India is an energetic country in Asia, known for its busy streets teeming with people, top-tier universities, natural wonders, diverse culture, and other-worldly landscapes. Beauty and energy aside, India is also the fastest developing country in the world with the third largest economy - and growing - thanks to its highly educated locals. 

India is home to millions of graduates with degrees focused in Science, Technology, Engineering, and Math (STEM) fields. This, coupled with a well-established IT infrastructure, makes it the ideal place to expand into if you’re looking for qualified, highly educated technical talent.

India is also a favored destination for Fortune 500 companies looking to outsource workers due to the highly connected nature of the country and the work ethic and English-speaking abilities. For North American companies looking to expand internationally, India just might be your next stop beyond the corporate HQ thanks to all these reasons and more. 

But how can you go about setting up a business in India? First, you will have to set up a local entity, which enables you to legally operate in a country outside your home base.  

How to Set up a Business in India

To set up a business in India and begin hiring local employees, your business must have a local legal entity. There are a few ways you can go about doing so.

Depending on your unique business needs, including goals, timelines, and budgetary restraints, some may be more practical than others. Let’s look at the different options you have for penetrating the Indian market and taking your business to the next level internationally. 

What Is a Legal Entity?

First things first. What is a foreign entity, and why does my business need one? 

According to India’s Companies Act 2013, a Foreign Entity, also referred to as a Foreign Company, is any company or body incorporated outside of India which has a place of business in India, whether by itself or through an agent, physically or by electric medium; and conducts any business activity in India in any other manner. 

Many businesses are attracted to India because of its exponential growth, which provides a ton of opportunities for international companies to take advantage of a growing economy. 

To establish its business, any foreign entity has to choose between a variety of options. 

Setting up a Foreign Entity in India: Your Options

In India, there are nine different types of business structures, and which one you choose will depend on your organization’s specific needs and resources. 

Sole Proprietorship

A Sole Proprietorship is an enterprise that one person wholly controls. For example, it is common for entrepreneurs to launch a small business in their name and continue as sole proprietors.
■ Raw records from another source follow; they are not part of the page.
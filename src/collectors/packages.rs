//! Package management information collection

use crate::data::{PackageCount, PackageInfo};
use crate::error::Result;
use crate::utils::{command::*, file::*};
use std::fs;
use std::io::{BufRead, BufReader};
use std::path::Path;

/// Supported package managers, in display order
#[derive(Debug, Clone, Copy, PartialEq, Eq)]
pub enum PackageManager {
    Pacman,  // Arch Linux, Manjaro
    Dpkg,    // Debian, Ubuntu
    Rpm,     // Fedora, openSUSE
    Xbps,    // Void Linux
    Portage, // Gentoo
    Nix,     // NixOS
    Flatpak,
    Snap,
}

impl PackageManager {
    pub const ALL: [PackageManager; 8] = [
        PackageManager::Pacman,
        PackageManager::Dpkg,
        PackageManager::Rpm,
        PackageManager::Xbps,
        PackageManager::Portage,
        PackageManager::Nix,
        PackageManager::Flatpak,
        PackageManager::Snap,
    ];

    pub fn label(self) -> &'static str {
        match self {
            PackageManager::Pacman => "pacman",
            PackageManager::Dpkg => "dpkg",
            PackageManager::Rpm => "rpm",
            PackageManager::Xbps => "xbps",
            PackageManager::Portage => "emerge",
            PackageManager::Nix => "nix",
            PackageManager::Flatpak => "flatpak",
            PackageManager::Snap => "snap",
        }
    }

    /// Installed packages; `Ok(0)` when the manager is not present
    pub fn count(self, home: &Path) -> Result<usize> {
        match self {
            PackageManager::Pacman => count_subdirs("/var/lib/pacman/local"),
            PackageManager::Dpkg => count_dpkg("/var/lib/dpkg/status"),
            PackageManager::Rpm => count_rpm(),
            PackageManager::Xbps => count_xbps(),
            PackageManager::Portage => count_portage("/var/db/pkg"),
            PackageManager::Nix => count_nix(),
            PackageManager::Flatpak => {
                let user = home_path(home, ".local/share/flatpak/app")?;
                Ok(count_subdirs("/var/lib/flatpak/app")? + count_subdirs(user)?)
            }
            PackageManager::Snap => count_snap("/snap"),
        }
    }
}

/// Count packages of every manager; managers that fail are logged and skipped
pub fn collect_package_info(home: &Path) -> PackageInfo {
    let counts = PackageManager::ALL
        .iter()
        .filter_map(|&manager| match manager.count(home) {
            Ok(0) => None,
            Ok(count) => Some(PackageCount {
                manager: manager.label(),
                count,
            }),
            Err(err) => {
                tracing::debug!(manager = manager.label(), %err, "package count failed");
                None
            }
        })
        .collect();

    PackageInfo { counts }
}

/// Directories directly below `dir`; a missing directory counts as zero
pub fn count_subdirs<P: AsRef<Path>>(dir: P) -> Result<usize> {
    let dir = dir.as_ref();
    if !file_exists(dir) {
        return Ok(0);
    }
    Ok(fs::read_dir(dir)?
        .filter_map(|entry| entry.ok())
        .filter(|entry| entry.path().is_dir())
        .count())
}

fn count_dpkg<P: AsRef<Path>>(status: P) -> Result<usize> {
    let status = status.as_ref();
    if !file_exists(status) {
        return Ok(0);
    }
    count_dpkg_installed(BufReader::new(fs::File::open(status)?))
}

/// Count `Status: install ok installed` stanzas of a dpkg status database
pub fn count_dpkg_installed<R: BufRead>(reader: R) -> Result<usize> {
    let mut count = 0;
    for line in reader.lines() {
        if line?.trim_end() == "Status: install ok installed" {
            count += 1;
        }
    }
    Ok(count)
}

fn count_rpm() -> Result<usize> {
    if !file_exists("/var/lib/rpm") || !command_exists("rpm") {
        return Ok(0);
    }
    let output = run_command("rpm", &["-qa"])?;
    Ok(output.lines().filter(|line| !line.is_empty()).count())
}

fn count_xbps() -> Result<usize> {
    if !file_exists("/var/db/xbps") || !command_exists("xbps-query") {
        return Ok(0);
    }
    let output = run_command("xbps-query", &["-l"])?;
    Ok(output.lines().filter(|line| line.starts_with("ii")).count())
}

/// Gentoo keeps one directory per package below one directory per category
pub fn count_portage<P: AsRef<Path>>(db: P) -> Result<usize> {
    let db = db.as_ref();
    if !file_exists(db) {
        return Ok(0);
    }
    let mut count = 0;
    for category in fs::read_dir(db)?.filter_map(|entry| entry.ok()) {
        if category.path().is_dir() {
            count += count_subdirs(category.path())?;
        }
    }
    Ok(count)
}

fn count_nix() -> Result<usize> {
    let profile = "/run/current-system/sw";
    if !file_exists(profile) || !command_exists("nix-store") {
        return Ok(0);
    }
    let output = run_command("nix-store", &["--query", "--requisites", profile])?;
    Ok(output.lines().count())
}

/// Mounted snaps, without the `bin` directory
pub fn count_snap<P: AsRef<Path>>(dir: P) -> Result<usize> {
    let dir = dir.as_ref();
    if !file_exists(dir) {
        return Ok(0);
    }
    Ok(fs::read_dir(dir)?
        .filter_map(|entry| entry.ok())
        .filter(|entry| entry.path().is_dir() && entry.file_name() != "bin")
        .count())
}

#[cfg(test)]
mod tests {
    use super::*;
    use std::io::Cursor;

    #[test]
    fn dpkg_counts_installed_only() {
        let status = "\
Package: bash
Status: install ok installed

Package: removed-thing
Status: deinstall ok config-files

Package: coreutils
Status: install ok installed
";
        assert_eq!(count_dpkg_installed(Cursor::new(status)).unwrap(), 2);
    }

    #[test]
    fn subdirectories_are_counted() {
        let dir = tempfile::tempdir().unwrap();
        for pkg in ["bash-5.2", "zsh-5.9", "vim-9.0"] {
            fs::create_dir(dir.path().join(pkg)).unwrap();
        }
        fs::write(dir.path().join("ALPM_DB_VERSION"), "9\n").unwrap();
        assert_eq!(count_subdirs(dir.path()).unwrap(), 3);
        assert_eq!(count_subdirs(dir.path().join("missing")).unwrap(), 0);
    }

    #[test]
    fn portage_counts_packages_across_categories() {
        let dir = tempfile::tempdir().unwrap();
        for pkg in ["app-shells/bash-5.2", "app-shells/zsh-5.9", "sys-apps/portage-3.0"] {
            fs::create_dir_all(dir.path().join(pkg)).unwrap();
        }
        assert_eq!(count_portage(dir.path()).unwrap(), 3);
    }

    #[test]
    fn snap_skips_bin() {
        let dir = tempfile::tempdir().unwrap();
        for name in ["bin", "core22", "firefox"] {
            fs::create_dir(dir.path().join(name)).unwrap();
        }
        assert_eq!(count_snap(dir.path()).unwrap(), 2);
    }

    #[test]
    fn labels_follow_display_order() {
        let labels: Vec<_> = PackageManager::ALL.iter().map(|m| m.label()).collect();
        assert_eq!(
            labels,
            ["pacman", "dpkg", "rpm", "xbps", "emerge", "nix", "flatpak", "snap"]
        );
    }
}
use fastfetch::cli::{self, Action};
use fastfetch::{logo, Result};
use std::io::{self, Write};
use std::process::ExitCode;
use tracing_subscriber::EnvFilter;

fn init_logging() {
    let filter = EnvFilter::try_from_env("FASTFETCH_LOG").unwrap_or_else(|_| EnvFilter::new("warn"));
    tracing_subscriber::fmt()
        .with_env_filter(filter)
        .with_writer(io::stderr)
        .without_time()
        .with_target(false)
        .init();
}

fn main() -> ExitCode {
    init_logging();

    let args = std::env::args_os()
        .skip(1)
        .map(|arg| arg.to_string_lossy().into_owned());

    let options = match cli::parse_args(args) {
        Ok(Action::Run(options)) => options,
        Ok(action) => return finish(run_action(action).map_err(Into::into)),
        Err(err) => {
            println!("{}", err);
            return ExitCode::from(err.exit_code());
        }
    };

    let stdout = io::stdout();
    finish(fastfetch::run(&options, stdout.lock()))
}

/// Help and logo listing; these never touch the config or the system
fn run_action(action: Action) -> io::Result<()> {
    let stdout = io::stdout();
    let mut out = stdout.lock();
    match action {
        Action::Help(topic) => out.write_all(topic.text().as_bytes())?,
        Action::ListLogos => logo::list_logos(&mut out)?,
        Action::PrintLogos => logo::print_logos(&mut out)?,
        Action::Run(_) => {}
    }
    out.flush()
}

fn finish(result: Result<()>) -> ExitCode {
    match result {
        Ok(()) => ExitCode::SUCCESS,
        // a closed pipe is not worth an error message
        Err(err) if err.is_broken_pipe() => ExitCode::SUCCESS,
        Err(err) => {
            eprintln!("fastfetch: {}", err);
            ExitCode::FAILURE
        }
    }
}
//! Title, OS, host, kernel, uptime, packages, shell, terminal and locale rows

use crate::collectors::{packages, system};
use crate::display::{Printer, BOLD, RESET};
use crate::utils::parsing::format_uptime;
use std::io::{self, Write};
use unicode_width::UnicodeWidthStr;

fn title_text<W: Write>(p: &Printer<'_, W>) -> String {
    let state = p.state();
    format!("{}@{}", state.user.name, state.hostname())
}

/// `user@host`, both halves bold in the key color
pub fn print_title<W: Write>(p: &mut Printer<'_, W>) -> io::Result<()> {
    let state = p.state();
    let color = &state.color;
    p.print_logo_line()?;
    let line = format!(
        "{color}{BOLD}{}{RESET}@{color}{BOLD}{}{RESET}",
        state.user.name,
        state.hostname(),
    );
    p.write_str(&line)?;
    p.newline()
}

/// Underline as wide as the title
pub fn print_separator<W: Write>(p: &mut Printer<'_, W>) -> io::Result<()> {
    let width = title_text(p).width();
    p.print_logo_line()?;
    p.write_str(&"-".repeat(width))?;
    p.newline()
}

pub fn print_os<W: Write>(p: &mut Printer<'_, W>) -> io::Result<()> {
    match system::read_os_name() {
        Ok(name) => {
            let machine = &p.state().kernel.machine;
            let value = if machine.is_empty() {
                name
            } else {
                format!("{} {}", name, machine)
            };
            p.print_value("OS", &value)
        }
        Err(err) => p.print_error("OS", &err.to_string()),
    }
}

pub fn print_host<W: Write>(p: &mut Printer<'_, W>) -> io::Result<()> {
    match system::read_host() {
        Ok(host) => p.print_value("Host", &host),
        Err(err) => p.print_error("Host", &err.to_string()),
    }
}

pub fn print_kernel<W: Write>(p: &mut Printer<'_, W>) -> io::Result<()> {
    let release = &p.state().kernel.release;
    if release.is_empty() {
        return p.print_error("Kernel", "uname reported no release");
    }
    p.print_value("Kernel", release)
}

pub fn print_uptime<W: Write>(p: &mut Printer<'_, W>) -> io::Result<()> {
    let uptime = format_uptime(p.state().snapshot.uptime);
    p.print_value("Uptime", &uptime)
}

pub fn print_packages<W: Write>(p: &mut Printer<'_, W>) -> io::Result<()> {
    let info = packages::collect_package_info(&p.state().user.home);
    if info.total() == 0 {
        return p.print_error("Packages", "No packages from any known package manager");
    }
    p.print_value("Packages", &info.to_string())
}

pub fn print_shell<W: Write>(p: &mut Printer<'_, W>) -> io::Result<()> {
    let login_shell = p.state().user.shell.as_deref();
    let shell = system::detect_session().shell.or_else(|| {
        login_shell
            .and_then(|path| path.rsplit('/').next())
            .filter(|name| !name.is_empty())
            .map(str::to_string)
    });

    match shell {
        Some(shell) => p.print_value("Shell", &shell),
        None => p.print_error("Shell", "No shell found"),
    }
}

pub fn print_terminal<W: Write>(p: &mut Printer<'_, W>) -> io::Result<()> {
    match system::detect_session().terminal {
        Some(terminal) => p.print_value("Terminal", &terminal),
        None => p.print_error("Terminal", "No terminal found"),
    }
}

pub fn print_locale<W: Write>(p: &mut Printer<'_, W>) -> io::Result<()> {
    match system::read_locale() {
        Ok(locale) => p.print_value("Locale", &locale),
        Err(err) => p.print_error("Locale", &err.to_string()),
    }
}

#[cfg(test)]
mod tests {
    use super::*;
    use crate::state::test_state;

    fn render(print: fn(&mut Printer<'_, Vec<u8>>) -> io::Result<()>) -> String {
        let state = test_state();
        let mut printer = Printer::new(&state, Vec::new());
        print(&mut printer).unwrap();
        String::from_utf8(printer.into_inner()).unwrap()
    }

    #[test]
    fn title_and_separator() {
        let title = render(print_title);
        assert!(title.ends_with("\x1b[35m\x1b[1mtester\x1b[0m@\x1b[35m\x1b[1mbox\x1b[0m\n"));

        let separator = render(print_separator);
        assert!(separator.ends_with(&format!("{}\n", "-".repeat("tester@box".len()))));
    }

    #[test]
    fn kernel_and_uptime_come_from_state() {
        assert!(render(print_kernel).ends_with("Kernel\x1b[0m: 6.1.0-test\n"));
        assert!(render(print_uptime).ends_with("Uptime\x1b[0m: 3 hours, 2 mins\n"));
    }
}
//! Spacer row and the terminal palette

use crate::display::{Printer, RESET};
use std::io::{self, Write};

const BLOCK: &str = "   ";

pub fn print_break<W: Write>(p: &mut Printer<'_, W>) -> io::Result<()> {
    p.print_logo_line()?;
    p.newline()
}

/// Normal (40-47) and bright (100-107) background colors, one row each
pub fn print_colors<W: Write>(p: &mut Printer<'_, W>) -> io::Result<()> {
    for base in [40, 100] {
        p.print_logo_line()?;
        let row: String = (0..8)
            .map(|i| format!("\x1b[{}m{}", base + i, BLOCK))
            .collect();
        p.write_str(&row)?;
        p.write_str(RESET)?;
        p.newline()?;
    }
    Ok(())
}

#[cfg(test)]
mod tests {
    use super::*;
    use crate::state::test_state;

    #[test]
    fn palette_takes_two_logo_rows() {
        let state = test_state();
        let mut printer = Printer::new(&state, Vec::new());
        print_colors(&mut printer).unwrap();
        assert_eq!(printer.row(), 2);

        let out = String::from_utf8(printer.into_inner()).unwrap();
        let lines: Vec<&str> = out.lines().collect();
        assert_eq!(lines.len(), 2);
        assert!(lines[0].contains("\x1b[40m   \x1b[41m"));
        assert!(lines[0].ends_with("\x1b[47m   \x1b[0m"));
        assert!(lines[1].ends_with("\x1b[107m   \x1b[0m"));
    }

    #[test]
    fn break_is_a_bare_logo_row() {
        let state = test_state();
        let mut printer = Printer::new(&state, Vec::new());
        print_break(&mut printer).unwrap();
        let out = String::from_utf8(printer.into_inner()).unwrap();
        assert_eq!(out, "\x1b[36m\x1b[1m/\\\x1b[0m \n");
    }
}
//! Command execution utilities

use crate::error::{FastfetchError, Result};
use std::process::{Command, Stdio};

/// Execute a command and return its trimmed stdout
pub fn run_command(program: &str, args: &[&str]) -> Result<String> {
    tracing::debug!(program, ?args, "running command");
    let output = Command::new(program)
        .args(args)
        .stdin(Stdio::null())
        .stderr(Stdio::null())
        .output()?;

    if output.status.success() {
        Ok(String::from_utf8_lossy(&output.stdout).trim().to_string())
    } else {
        Err(FastfetchError::Detection(format!(
            "command '{}' failed with exit code: {:?}",
            program,
            output.status.code()
        )))
    }
}

/// Check if a command exists in PATH
pub fn command_exists(program: &str) -> bool {
    std::env::var_os("PATH")
        .map(|path| std::env::split_paths(&path).any(|dir| dir.join(program).is_file()))
        .unwrap_or(false)
}
//! System-wide information structures

use std::fmt;

/// Installed package count for one package manager
#[derive(Debug, Clone, PartialEq, Eq)]
pub struct PackageCount {
    pub manager: &'static str,
    pub count: usize,
}

/// Package counts for every manager that reported at least one package
#[derive(Debug, Clone, Default, PartialEq, Eq)]
pub struct PackageInfo {
    pub counts: Vec<PackageCount>,
}

impl PackageInfo {
    pub fn total(&self) -> usize {
        self.counts.iter().map(|c| c.count).sum()
    }
}

impl fmt::Display for PackageInfo {
    fn fmt(&self, f: &mut fmt::Formatter<'_>) -> fmt::Result {
        for (i, entry) in self.counts.iter().enumerate() {
            if i > 0 {
                f.write_str(", ")?;
            }
            write!(f, "{} ({})", entry.count, entry.manager)?;
        }
        Ok(())
    }
}

/// Shell and the terminal it runs in, found by walking up the process tree
#[derive(Debug, Clone, Default, PartialEq, Eq)]
pub struct SessionInfo {
    pub shell: Option<String>,
    pub terminal: Option<String>,
}

/// Desktop environment or window manager
#[derive(Debug, Clone, PartialEq, Eq)]
pub struct DesktopInfo {
    pub name: String,
    pub version: Option<String>,
    /// `wayland`, `x11`, `tty`...
    pub session: Option<String>,
}

impl fmt::Display for DesktopInfo {
    fn fmt(&self, f: &mut fmt::Formatter<'_>) -> fmt::Result {
        f.write_str(&self.name)?;
        if let Some(version) = &self.version {
            write!(f, " {}", version)?;
        }
        if let Some(session) = &self.session {
            write!(f, " ({})", session)?;
        }
        Ok(())
    }
}

/// One appearance setting (theme, icons, font) as seen by each toolkit
#[derive(Debug, Clone, Default, PartialEq, Eq)]
pub struct ToolkitSetting {
    pub plasma: Option<String>,
    pub gtk2: Option<String>,
    pub gtk3: Option<String>,
    pub gtk4: Option<String>,
}

impl ToolkitSetting {
    pub fn is_empty(&self) -> bool {
        [&self.plasma, &self.gtk2, &self.gtk3, &self.gtk4]
            .iter()
            .all(|value| value.as_deref().map_or(true, str::is_empty))
    }
}
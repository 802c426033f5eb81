//! fastfetch library
//!
//! Prints system information next to a distribution logo.

pub mod cli;
pub mod collectors;
pub mod config;
pub mod data;
pub mod display;
pub mod error;
pub mod logo;
pub mod modules;
pub mod state;
pub mod utils;

pub use error::{ArgError, FastfetchError, Result};

use cli::Options;
use display::Printer;
use state::State;
use std::io::Write;

/// Build the state from `options` and the config file, then print every
/// category to `out`
pub fn run<W: Write>(options: &Options, out: W) -> Result<()> {
    let config = config::load_config()?;
    let state = State::init(options, &config)?;
    tracing::debug!(logo = state.logo.name(), user = %state.user.name, "state ready");

    let mut printer = Printer::new(&state, out);
    modules::print_all(&mut printer)?;
    Ok(())
}
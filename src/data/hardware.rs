//! Hardware-specific information structures

use crate::utils::parsing::{format_khz, format_usage, SizeUnit};
use std::fmt;

/// CPU information
#[derive(Debug, Clone, PartialEq, Eq)]
pub struct CpuInfo {
    pub model: String,
    pub logical_cores: usize,
    /// Highest frequency in kHz, when cpufreq exposes it
    pub max_khz: Option<u64>,
}

impl fmt::Display for CpuInfo {
    fn fmt(&self, f: &mut fmt::Formatter<'_>) -> fmt::Result {
        write!(f, "{}", self.model)?;
        if self.logical_cores > 0 {
            write!(f, " ({})", self.logical_cores)?;
        }
        if let Some(khz) = self.max_khz {
            write!(f, " @ {}", format_khz(khz))?;
        }
        Ok(())
    }
}

/// Used and total bytes of some resource
#[derive(Debug, Clone, Copy, PartialEq, Eq)]
pub struct Usage {
    pub used: u64,
    pub total: u64,
}

impl Usage {
    pub fn format(&self, unit: SizeUnit) -> String {
        format_usage(self.used, self.total, unit)
    }
}

/// A battery from `/sys/class/power_supply`
#[derive(Debug, Clone, PartialEq, Eq)]
pub struct BatteryInfo {
    pub name: String,
    pub capacity: u8,
    pub status: Option<String>,
}

impl fmt::Display for BatteryInfo {
    fn fmt(&self, f: &mut fmt::Formatter<'_>) -> fmt::Result {
        write!(f, "{}%", self.capacity)?;
        if let Some(status) = &self.status {
            write!(f, " [{}]", status)?;
        }
        Ok(())
    }
}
There is no formal registration required to start a business in India under Sole Proprietorship and while it is easy and cost-effective, this approach means the proprietor bears all responsibility for liabilities, making non-compliance a significant risk. 

Partnership

A partnership is when two or more people come together to work and earn profits. In this business structure, the partners are responsible for all liabilities.When it comes to the registration of a partnership, it is not mandatory but suitable to have it properly registered.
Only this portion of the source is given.